Treatment options for patients suffering from indolent forms of
mastocytosis remain inadequate with the hyperactivation of mast cells responsible for many of the disease's systemic manifestations.
Masitinib is a potent and highly selective oral
tyrosine kinase inhibitor. A combined inhibition of c-Kit and Lyn make it particularly efficient in controlling the activity of mast cells and therefore, of potential therapeutic benefit in
mastocytosis.
Masitinib was administered to 25 patients diagnosed as having systemic or
cutaneous mastocytosis with related handicap (i.e., disabilities associated with flushes, depression,
pruritus and quality-of-life) at the initial dose levels of 3 or 6 mg/kg/day over 12 weeks.
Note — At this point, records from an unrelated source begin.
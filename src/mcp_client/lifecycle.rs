//! Provider process lifecycle: spawn, handshake, liveness check, discovery.
//!
//! A stdio provider runs as a separate OS process speaking JSON-RPC over its
//! stdio; an SSE provider is reached over HTTP. Either way the connection is
//! only handed out after `initialize`, a bounded `ping`, and `tools/list`.

use std::sync::Arc;
use std::time::Duration;

use tokio::process::{ChildStderr, Command};

use super::errors::McpError;
use super::transport::{extract_result, McpTransport, SseTransport, StdioTransport};
use super::types::{
    error_codes, ListToolsResult, ProviderConfig, ToolDescriptor, TransportKind,
};

// ─── Constants ───────────────────────────────────────────────────────────────

/// MCP protocol revision announced in `initialize`.
const PROTOCOL_VERSION: &str = "2024-11-05";

/// Maximum stderr captured into an init failure message.
const STDERR_CAPTURE_LIMIT: usize = 2000;

/// Timeouts applied while bringing a provider up.
#[derive(Debug, Clone, Copy)]
pub struct ConnectTimeouts {
    /// Bound on `initialize` and `tools/list`.
    pub init: Duration,
    /// Bound on the liveness `ping`.
    pub ping: Duration,
}

impl Default for ConnectTimeouts {
    fn default() -> Self {
        Self {
            init: Duration::from_secs(30),
            ping: Duration::from_secs(5),
        }
    }
}

/// A provider that completed the handshake and listed its tools.
pub struct ConnectedProvider {
    pub transport: Arc<dyn McpTransport>,
    pub tools: Vec<ToolDescriptor>,
}

// ─── Connecting ──────────────────────────────────────────────────────────────

/// Launch or reach a provider and run the full handshake.
///
/// On any failure after the transport exists, the transport is closed before
/// the error is returned, so no half-started subprocess outlives the attempt.
pub async fn connect_provider(
    name: &str,
    config: &ProviderConfig,
    kind: &TransportKind,
    timeouts: ConnectTimeouts,
) -> Result<ConnectedProvider, McpError> {
    let (transport, stderr): (Arc<dyn McpTransport>, Option<ChildStderr>) = match kind {
        TransportKind::Stdio => {
            let (stdio, stderr) = spawn_stdio(name, config)?;
            let transport: Arc<dyn McpTransport> = Arc::new(stdio);
            (transport, stderr)
        }
        TransportKind::Sse { url } => {
            let transport: Arc<dyn McpTransport> =
                Arc::new(SseTransport::connect(name, url).await?);
            (transport, None)
        }
    };

    match handshake(name, transport.as_ref(), timeouts).await {
        Ok(tools) => {
            tracing::info!(
                provider = name,
                transport = kind.label(),
                tools = tools.len(),
                "provider connected"
            );
            Ok(ConnectedProvider { transport, tools })
        }
        Err(e) => {
            if let Err(close_err) = transport.close().await {
                tracing::debug!(provider = name, error = %close_err, "closing failed provider");
            }
            let stderr_ctx = read_stderr_on_failure(stderr).await;
            if !stderr_ctx.is_empty() {
                tracing::warn!(
                    provider = name,
                    stderr = %stderr_ctx,
                    "provider stderr captured on failure"
                );
            }
            Err(McpError::InitFailed {
                name: name.to_string(),
                reason: format!("{e}{}", format_stderr_suffix(&stderr_ctx)),
            })
        }
    }
}

/// Spawn a stdio provider process with piped stdio.
fn spawn_stdio(
    name: &str,
    config: &ProviderConfig,
) -> Result<(StdioTransport, Option<ChildStderr>), McpError> {
    if config.command.trim().is_empty() {
        return Err(McpError::SpawnFailed {
            name: name.to_string(),
            reason: "no command configured".into(),
        });
    }

    let mut cmd = Command::new(&config.command);
    cmd.args(&config.args);
    cmd.env("MCP_ENABLED", "true");
    for (key, value) in &config.env {
        cmd.env(key, value);
    }
    if let Some(dir) = config.cwd.as_deref() {
        cmd.current_dir(dir);
    }

    #[cfg(target_os = "windows")]
    {
        use std::os::windows::process::CommandExt;
        const CREATE_NO_WINDOW: u32 = 0x08000000;
        cmd.creation_flags(CREATE_NO_WINDOW);
    }

    cmd.stdin(std::process::Stdio::piped());
    cmd.stdout(std::process::Stdio::piped());
    cmd.stderr(std::process::Stdio::piped());
    cmd.kill_on_drop(true);

    let mut child = cmd.spawn().map_err(|e| McpError::SpawnFailed {
        name: name.to_string(),
        reason: format!("{e}"),
    })?;

    let stdin = child.stdin.take().ok_or(McpError::SpawnFailed {
        name: name.to_string(),
        reason: "failed to capture stdin".into(),
    })?;
    let stdout = child.stdout.take().ok_or(McpError::SpawnFailed {
        name: name.to_string(),
        reason: "failed to capture stdout".into(),
    })?;
    let stderr = child.stderr.take();

    Ok((StdioTransport::new(name, child, stdin, stdout), stderr))
}

/// `initialize` → `notifications/initialized` → `ping` → `tools/list`.
async fn handshake(
    name: &str,
    transport: &dyn McpTransport,
    timeouts: ConnectTimeouts,
) -> Result<Vec<ToolDescriptor>, McpError> {
    let params = serde_json::json!({
        "protocolVersion": PROTOCOL_VERSION,
        "capabilities": {},
        "clientInfo": {
            "name": format!("toolstream-{name}"),
            "version": env!("CARGO_PKG_VERSION"),
        },
    });

    let response = tokio::time::timeout(timeouts.init, transport.request("initialize", Some(params)))
        .await
        .map_err(|_| McpError::Timeout {
            tool: "initialize".into(),
            timeout_ms: timeouts.init.as_millis() as u64,
        })??;
    extract_result(response)?;

    transport.notify("notifications/initialized", None).await?;

    ping(transport, timeouts.ping).await?;

    list_tools(name, transport, timeouts.init).await
}

/// Run `tools/list` on an established transport.
///
/// Also used to pick up tools a provider created after its handshake.
pub async fn list_tools(
    name: &str,
    transport: &dyn McpTransport,
    timeout: Duration,
) -> Result<Vec<ToolDescriptor>, McpError> {
    let response = tokio::time::timeout(timeout, transport.request("tools/list", None))
        .await
        .map_err(|_| McpError::Timeout {
            tool: "tools/list".into(),
            timeout_ms: timeout.as_millis() as u64,
        })??;
    let listed: ListToolsResult =
        serde_json::from_value(extract_result(response)?).map_err(|e| McpError::InitFailed {
            name: name.to_string(),
            reason: format!("failed to parse tools/list response: {e}"),
        })?;

    Ok(listed
        .tools
        .into_iter()
        .map(|def| ToolDescriptor::from_definition(name, def))
        .collect())
}

/// Bounded liveness check.
///
/// A provider that answers `ping` with "method not found" is still alive.
pub async fn ping(transport: &dyn McpTransport, timeout: Duration) -> Result<(), McpError> {
    let response = tokio::time::timeout(timeout, transport.request("ping", None))
        .await
        .map_err(|_| McpError::Timeout {
            tool: "ping".into(),
            timeout_ms: timeout.as_millis() as u64,
        })??;

    match extract_result(response) {
        Ok(_) => Ok(()),
        Err(McpError::ServerError { code, .. }) if code == error_codes::METHOD_NOT_FOUND => Ok(()),
        Err(e) => Err(e),
    }
}

/// Read any available stderr output from a failed provider process.
///
/// Uses a short timeout so an idle stderr never blocks error reporting.
async fn read_stderr_on_failure(stderr_handle: Option<ChildStderr>) -> String {
    use tokio::io::AsyncReadExt;

    let Some(mut stderr) = stderr_handle else {
        return String::new();
    };

    let mut buf = String::new();
    match tokio::time::timeout(Duration::from_millis(500), stderr.read_to_string(&mut buf)).await {
        Ok(Ok(_)) => {
            if buf.len() > STDERR_CAPTURE_LIMIT {
                let mut cut = STDERR_CAPTURE_LIMIT;
                while !buf.is_char_boundary(cut) {
                    cut -= 1;
                }
                buf.truncate(cut);
                buf.push_str("...(truncated)");
            }
            buf
        }
        _ => String::new(),
    }
}

/// Format a stderr suffix for error messages (empty string if no stderr).
fn format_stderr_suffix(stderr: &str) -> String {
    if stderr.trim().is_empty() {
        String::new()
    } else {
        format!(" | stderr: {}", stderr.trim())
    }
}

// ─── Tests ───────────────────────────────────────────────────────────────────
In accordance with the AFIRMM study, response was based upon change of clinical symptoms associated with patient handicap at week 12 relative to baseline, regardless of disease subtype. Improvement was observed in all primary endpoints at week 12 including a reduction of flushes, Hamilton rating, and
pruritus as compared with baseline by 64% (P = 0.0005), 43% (P = 0.0049), and 36% (P = 0.0077), respectively. An overall clinical response was observed in 14/25 patients (56%; [95%CI = 37%-75%]), with sustainable improvement observed throughout an extension phase (>60 weeks). Common adverse events were
edema (44%),
nausea (44%),
muscle spasms (28%), and
rash (28%), the majority of which were of mild or moderate severity with a significant decline in frequency observed after 12 weeks of treatment. One patient experienced a serious adverse event of reversible
agranulocytosis.
Masitinib is a promising treatment for indolent forms of
mastocytosis with handicap and indicates acceptable tolerability for long-term treatment regimens.